NOW, TRY THIS 80sISH ELECTRO MIX BY GIANGO!

THE SECTION WHICH QUITE WANTS TO SPEND THE REST OF TODAY RUNNING ROUND SHOUTING “ONE MONTH TO GO! ONE MONTH TO GO!” IN THE MANNER OF CORPORAL JONES FROM BLACKADDER HAVING WHAT IS COMMONLY REFERRED TO AS ‘A ROUGH ONE’, PT.2:

  • The Weather on Mars: The fact that you can visit this page and see what the weather is like on Mars – fine, ok, so there’s a few day’s delay, but STOP with your churlish complaining – is quite amazing. It was a balmy 10 degrees on Tuesday – HOTTER THAN BENIDORM, in classic tabloid fashion, which makes me wonder whether Martian tabloids were full of bikini-clad ‘lovelies’ frolicking in the unseasonably warm Mare Erythraeum.
  • Names from Films: A datal-led exploration by Mary Zam of whether or not popular names in real life mapped onto popular names used in hit films in each decade from the 1960s to the 2000s. Fine, the data isn’t HUGELY exciting but the overall design and interface is lovely, and it’s very clearly a post-Pudding project, showing quite how much of an influence the site has had on prevailing dataviz and online interactive aesthetics in a few short years.
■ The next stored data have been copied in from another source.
use crate::{
    CONFIG_DIR_ENV, CONFIG_FILENAME, ClientConfig, ConfigError, ConfigErrorResult,
    DEFAULT_CONFIG_DIR, LoggingConfig, ServerConfig, SessionConfig,
};

use std::path::{Path, PathBuf};

use log::info;
use serde::Deserialize;

#[derive(Debug, Clone, Deserialize, Default)]
#[serde(default)]
pub struct Config {
    pub server: ServerConfig,
    pub session: SessionConfig,
    pub logging: LoggingConfig,
    pub client: ClientConfig,
}

impl Config {
    /// Load config.
    ///
    /// Loading order:
    /// 1. Check for YPG_CONFIG_DIR env var, else use ./.ypg/
    /// 2. Auto-create config directory if it doesn't exist
    /// 3. Load config.toml if it exists, else use defaults
    /// 4. Apply YPG_* environment variable overrides
    ///
    /// Does NOT validate - call validate() after load().
    pub fn load() -> ConfigErrorResult<Self> {
        let config_dir = Self::config_dir()?;

        if !config_dir.exists() {
            std::fs::create_dir_all(&config_dir).map_err(|e| ConfigError::Io {
                path: config_dir.clone(),
                source: e,
            })?;
        }

        let config_path = config_dir.join(CONFIG_FILENAME);

        let mut config = if config_path.exists() {
            Self::load_toml(&config_path)?
        } else {
            Config::default()
        };

        config.apply_env_overrides();

        Ok(config)
    }

    fn load_toml(path: &Path) -> ConfigErrorResult<Self> {
        let contents = std::fs::read_to_string(path).map_err(|e| ConfigError::Io {
            path: path.to_path_buf(),
            source: e,
        })?;

        toml::from_str(&contents).map_err(|e| ConfigError::Toml {
            path: path.to_path_buf(),
            source: e,
        })
    }

    /// Get the config directory.
    /// Priority: YPG_CONFIG_DIR env var > ./.ypg/ (relative to cwd)
    pub fn config_dir() -> ConfigErrorResult<PathBuf> {
        if let Ok(dir) = std::env::var(CONFIG_DIR_ENV) {
            return Ok(PathBuf::from(dir));
        }

        let cwd = std::env::current_dir()
            .map_err(|_| ConfigError::config("Cannot determine current working directory"))?;
        Ok(cwd.join(DEFAULT_CONFIG_DIR))
    }

    /// Validate all configuration.
    /// Call after load() to catch all errors at startup.
    pub fn validate(&self) -> ConfigErrorResult<()> {
        self.server.validate()?;
        self.session.validate()?;
        self.client.validate()?;

        if let Some(ref file) = self.logging.file
            && (file.contains('/') || file.contains('\\'))
        {
            return Err(ConfigError::logging(
                "logging.file must be a bare file name; use logging.dir for the directory",
            ));
        }

        Ok(())
    }

    /// Absolute path of the durable session storage directory.
    pub fn storage_path(&self) -> ConfigErrorResult<PathBuf> {
        Ok(Self::config_dir()?.join(&self.session.storage_dir))
    }

    /// Absolute path of the log file, if file logging is configured.
    pub fn log_file_path(&self) -> ConfigErrorResult<Option<PathBuf>> {
        match self.logging.file {
            Some(ref file) => Ok(Some(Self::config_dir()?.join(&self.logging.dir).join(file))),
            None => Ok(None),
        }
    }

    /// Get bind address as string.
    pub fn bind_addr(&self) -> String {
        format!("{}:{}", self.server.host, self.server.port)
    }

    /// Log configuration summary.
    pub fn log_summary(&self) {
        info!("Configuration loaded:");
        info!("  server: {}:{}", self.server.host, self.server.port);
        info!(
            "  session: storage={}, latency={}ms",
            self.session.storage_dir, self.session.latency_ms
        );
        info!(
            "  logging: {} (colored: {}, file: {})",
            *self.logging.level,
            self.logging.colored,
            self.logging.file.as_deref().unwrap_or("stdout")
        );
        info!("  client: {}", self.client.server_url);
    }

    fn apply_env_overrides(&mut self) {
        // Server
        Self::apply_env_string("YPG_SERVER_HOST", &mut self.server.host);
        Self::apply_env_parse("YPG_SERVER_PORT", &mut self.server.port);

        // Session
        Self::apply_env_string("YPG_SESSION_STORAGE_DIR", &mut self.session.storage_dir);
        Self::apply_env_parse("YPG_SESSION_LATENCY_MS", &mut self.session.latency_ms);

        // Logging
        Self::apply_env_parse("YPG_LOG_LEVEL", &mut self.logging.level);
        Self::apply_env_bool("YPG_LOG_COLORED", &mut self.logging.colored);
        Self::apply_env_option_string("YPG_LOG_FILE", &mut self.logging.file);

        // Client
        Self::apply_env_string("YPG_CLIENT_SERVER_URL", &mut self.client.server_url);
    }

    /// Helper: Apply environment variable override for String values
    fn apply_env_string(var_name: &str, target: &mut String) {
        if let Ok(val) = std::env::var(var_name) {
            *target = val;
        }
    }

    /// Helper: Apply environment variable override for bool values (accepts "true"/"1")
    fn apply_env_bool(var_name: &str, target: &mut bool) {
        if let Ok(val) = std::env::var(var_name) {
            *target = val == "true" || val == "1";
        }
    }

    /// Helper: Apply environment variable override for parseable values
    fn apply_env_parse<T: std::str::FromStr>(var_name: &str, target: &mut T) {
        if let Ok(val) = std::env::var(var_name)
            && let Ok(parsed) = val.parse()
        {
            *target = parsed;
        }
    }

    /// Helper: Apply environment variable override for Option<String> values
    fn apply_env_option_string(var_name: &str, target: &mut Option<String>) {
        if let Ok(val) = std::env::var(var_name) {
            *target = Some(val);
        }
    }
}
  • Goat or Throat: Unsurprisingly this is one of several links nicked from last week’s B3ta newsletter – riding the coattails of old-school rhyming guessing game ‘man milk or moo milk‘ (click the link if you like, but it’s not HUGELY SFW), this presents a simple challenge – listen to the audio and decide whether the scream you hear is produced by a human throat or by a goat. WHICH IS IT? I keep getting this wrong, suggesting I neither listen to enough death metal or spend enough time at Vauxhall City Farm.
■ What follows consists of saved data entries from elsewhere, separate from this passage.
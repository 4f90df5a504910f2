use error_location::ErrorLocation;
use std::panic::Location;
use thiserror::Error;
use ypg_session::StorageError;

/// Errors that can occur during API calls
#[derive(Error, Debug)]
pub enum ClientError {
    #[error("HTTP request error: {message} {location}")]
    Http {
        message: String,
        location: ErrorLocation,
        #[source]
        source: reqwest::Error,
    },

    /// The server rejected the session. Local session state has been cleared.
    #[error("Not signed in: {message}, continue at {redirect} {location}")]
    Unauthorized {
        message: String,
        redirect: &'static str,
        location: ErrorLocation,
    },

    #[error("Invalid server URL {url}: {message} {location}")]
    InvalidUrl {
        url: String,
        message: String,
        location: ErrorLocation,
    },

    #[error("API error: {message} (code: {code}) {location}")]
    Api {
        code: String,
        message: String,
        location: ErrorLocation,
    },

    #[error("JSON parse error: {message} {location}")]
    Json {
        message: String,
        location: ErrorLocation,
        #[source]
        source: serde_json::Error,
    },

    #[error("Local session storage error: {source} {location}")]
    Storage {
        #[source]
        source: StorageError,
        location: ErrorLocation,
    },

    #[error("File error at {path}: {source} {location}")]
    File {
        path: String,
        #[source]
        source: std::io::Error,
        location: ErrorLocation,
    },
}

impl ClientError {
    /// Convert reqwest error with context
    #[track_caller]
    pub fn from_reqwest(err: reqwest::Error) -> Self {
        ClientError::Http {
            message: err.to_string(),
            location: ErrorLocation::from(Location::caller()),
            source: err,
        }
    }

    /// Convert JSON error with context
    #[track_caller]
    pub fn from_json(err: serde_json::Error) -> Self {
        ClientError::Json {
            message: err.to_string(),
            location: ErrorLocation::from(Location::caller()),
            source: err,
        }
    }

    #[track_caller]
    pub fn unauthorized(message: impl Into<String>, redirect: &'static str) -> Self {
        ClientError::Unauthorized {
            message: message.into(),
            redirect,
            location: ErrorLocation::from(Location::caller()),
        }
    }

    #[track_caller]
    pub fn invalid_url(url: &str, err: impl std::fmt::Display) -> Self {
        ClientError::InvalidUrl {
            url: url.to_string(),
            message: err.to_string(),
            location: ErrorLocation::from(Location::caller()),
        }
    }

    #[track_caller]
    pub fn api_error(code: String, message: String) -> Self {
        ClientError::Api {
            code,
            message,
            location: ErrorLocation::from(Location::caller()),
        }
    }

    #[track_caller]
    pub fn file(path: impl Into<String>, source: std::io::Error) -> Self {
        ClientError::File {
            path: path.into(),
            source,
            location: ErrorLocation::from(Location::caller()),
        }
    }

    /// Path the caller should send the user to, if any.
    pub fn redirect(&self) -> Option<&'static str> {
        match self {
            ClientError::Unauthorized { redirect, .. } => Some(redirect),
            _ => None,
        }
    }
}

impl From<reqwest::Error> for ClientError {
    #[track_caller]
    fn from(err: reqwest::Error) -> Self {
        ClientError::from_reqwest(err)
    }
}

impl From<serde_json::Error> for ClientError {
    #[track_caller]
    fn from(err: serde_json::Error) -> Self {
        ClientError::from_json(err)
    }
}

impl From<StorageError> for ClientError {
    #[track_caller]
    fn from(source: StorageError) -> Self {
        ClientError::Storage {
            source,
            location: ErrorLocation::from(Location::caller()),
        }
    }
}

pub type Result<T> = std::result::Result<T, ClientError>;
  • The Crappy Games Wiki: This is a bit of a bugger to navigate, fine, but if you’re into games and fancy spending a couple of hours delving through a series of slightly-too-exasperated writeups of some of the crappest ones ever made then, well, this will be a godsend. The writing is…not good, in the main, but the games are so bad that that doesn’t really matter, and there are usually helpful links to YT let’s plays of the titles in question so you can enjoy video evidence of their jankiness should you so desire.
  • An Amazing Thread of Public Transport Upholstery: THIS is what Twitter is for – Feargus O’Sullivan recently asked Twitter users from around the world to share photos of the upholstery used on public transport in their city – these are GLORIOUS, from the predictably adorable Japanese ones featuring illustrations about cartoon mascots and how great it is to be polite and respectful to the elderly, to the incredibly on-brand 70s Scandi brown of Stockholm. Just lovely.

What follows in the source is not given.